• _About this exercise_:
Using the data below, copy each line that includes the word "over".

☆ ☆ ☆ ☆ ☆ ☆ ☆

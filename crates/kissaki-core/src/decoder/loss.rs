//! Masked negative log-likelihood over tag sequences.

use candle_core::{DType, Tensor};
use serde::{Deserialize, Serialize};

use crate::error::{KissakiError, Result};

/// Denominator of the per-sentence average.
#[derive(Debug, Clone, Copy, PartialEq, Eq, Default, Serialize, Deserialize)]
#[serde(rename_all = "snake_case")]
pub enum LossNormalization {
    /// Divide by the number of real words in each sentence.
    #[default]
    SentenceLength,
    /// Divide by the padded batch length.
    MaxLength,
}

/// `-mean_batch(sum_t(mask * log p(gold_t)) / denom)`.
///
/// `log_probs` is `batch × len × tags`, `gold` holds tag ids and `mask` is the
/// float word mask, both `batch × len`. Sentences without any real word
/// contribute zero.
pub fn masked_nll(
    log_probs: &Tensor,
    gold: &Tensor,
    mask: &Tensor,
    normalization: LossNormalization,
) -> Result<Tensor> {
    let (batch, len, _) = log_probs.dims3()?;
    for (t, batch_what, len_what) in [
        (gold, "gold tags batch", "gold tags length"),
        (mask, "word mask batch", "word mask length"),
    ] {
        let (b, l) = t.dims2()?;
        if b != batch {
            return Err(KissakiError::ShapeMismatch {
                what: batch_what,
                expected: batch,
                actual: b,
            });
        }
        if l != len {
            return Err(KissakiError::ShapeMismatch {
                what: len_what,
                expected: len,
                actual: l,
            });
        }
    }

    let mask = mask.to_dtype(log_probs.dtype())?;
    let gold = gold.to_dtype(DType::U32)?.unsqueeze(2)?.contiguous()?;
    let picked = log_probs.contiguous()?.gather(&gold, 2)?.squeeze(2)?;
    let objective = (picked * &mask)?.sum(1)?;

    let denom = match normalization {
        LossNormalization::SentenceLength => mask.sum(1)?.maximum(1.0)?,
        LossNormalization::MaxLength => Tensor::full(len as f32, batch, mask.device())?
            .to_dtype(mask.dtype())?,
    };
    Ok(objective.div(&denom)?.mean_all()?.neg()?)
}

#[cfg(test)]
mod tests {
    use super::*;
    use candle_core::Device;

    fn uniform_log_probs(batch: usize, len: usize, tags: usize) -> Tensor {
        let value = -(tags as f32).ln();
        Tensor::full(value, (batch, len, tags), &Device::Cpu).unwrap()
    }

    fn scalar(t: &Tensor) -> f32 {
        t.to_scalar::<f32>().unwrap()
    }

    #[test]
    fn test_uniform_distribution_loss_is_log_v() {
        let lp = uniform_log_probs(2, 3, 4);
        let gold = Tensor::new(&[[0u32, 1, 2], [3, 0, 0]], &Device::Cpu).unwrap();
        let mask = Tensor::new(&[[1f32, 1.0, 1.0], [1.0, 1.0, 0.0]], &Device::Cpu).unwrap();
        let loss = masked_nll(&lp, &gold, &mask, LossNormalization::SentenceLength).unwrap();
        assert!((scalar(&loss) - 4f32.ln()).abs() < 1e-5);
    }

    #[test]
    fn test_max_length_normalization_underweights_short_sentences() {
        let lp = uniform_log_probs(2, 4, 2);
        let gold = Tensor::zeros((2, 4), DType::U32, &Device::Cpu).unwrap();
        let mask = Tensor::new(&[[1f32, 1.0, 1.0, 1.0], [1.0, 1.0, 0.0, 0.0]], &Device::Cpu).unwrap();
        let by_len = masked_nll(&lp, &gold, &mask, LossNormalization::SentenceLength).unwrap();
        let by_max = masked_nll(&lp, &gold, &mask, LossNormalization::MaxLength).unwrap();
        let ln2 = 2f32.ln();
        assert!((scalar(&by_len) - ln2).abs() < 1e-5);
        assert!((scalar(&by_max) - 0.75 * ln2).abs() < 1e-5);
    }

    #[test]
    fn test_fully_padded_sentence_contributes_zero() {
        let lp = uniform_log_probs(2, 2, 2);
        let gold = Tensor::zeros((2, 2), DType::U32, &Device::Cpu).unwrap();
        let mask = Tensor::new(&[[1f32, 1.0], [0.0, 0.0]], &Device::Cpu).unwrap();
        let loss = masked_nll(&lp, &gold, &mask, LossNormalization::SentenceLength).unwrap();
        // Mean over two sentences where the second contributes nothing.
        assert!((scalar(&loss) - 0.5 * 2f32.ln()).abs() < 1e-5);
    }

    #[test]
    fn test_padding_content_is_ignored() {
        let gold = Tensor::new(&[[1u32, 0, 2]], &Device::Cpu).unwrap();
        let mask = Tensor::new(&[[1f32, 1.0, 0.0]], &Device::Cpu).unwrap();
        let a = Tensor::new(
            &[[[-0.1f32, -2.5, -3.0], [-0.7, -0.9, -2.0], [-0.2, -3.0, -1.9]]],
            &Device::Cpu,
        )
        .unwrap();
        let b = Tensor::new(
            &[[[-0.1f32, -2.5, -3.0], [-0.7, -0.9, -2.0], [-9.0, -0.01, -7.0]]],
            &Device::Cpu,
        )
        .unwrap();
        let la = masked_nll(&a, &gold, &mask, LossNormalization::SentenceLength).unwrap();
        let lb = masked_nll(&b, &gold, &mask, LossNormalization::SentenceLength).unwrap();
        assert_eq!(scalar(&la), scalar(&lb));
        assert!((scalar(&la) - (2.5 + 0.7) / 2.0).abs() < 1e-5);
    }

    #[test]
    fn test_shape_mismatch() {
        let lp = uniform_log_probs(1, 3, 2);
        let gold = Tensor::zeros((1, 2), DType::U32, &Device::Cpu).unwrap();
        let mask = Tensor::ones((1, 3), DType::F32, &Device::Cpu).unwrap();
        assert!(matches!(
            masked_nll(&lp, &gold, &mask, LossNormalization::SentenceLength),
            Err(KissakiError::ShapeMismatch { what: "gold tags length", .. })
        ));
    }
}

☆ ☆ ☆ ☆ ☆ ☆ ☆

• _Your solution_:
//! Masked negative log-likelihood over tag sequences.
        // Mean over two sentences where the second contributes nothing.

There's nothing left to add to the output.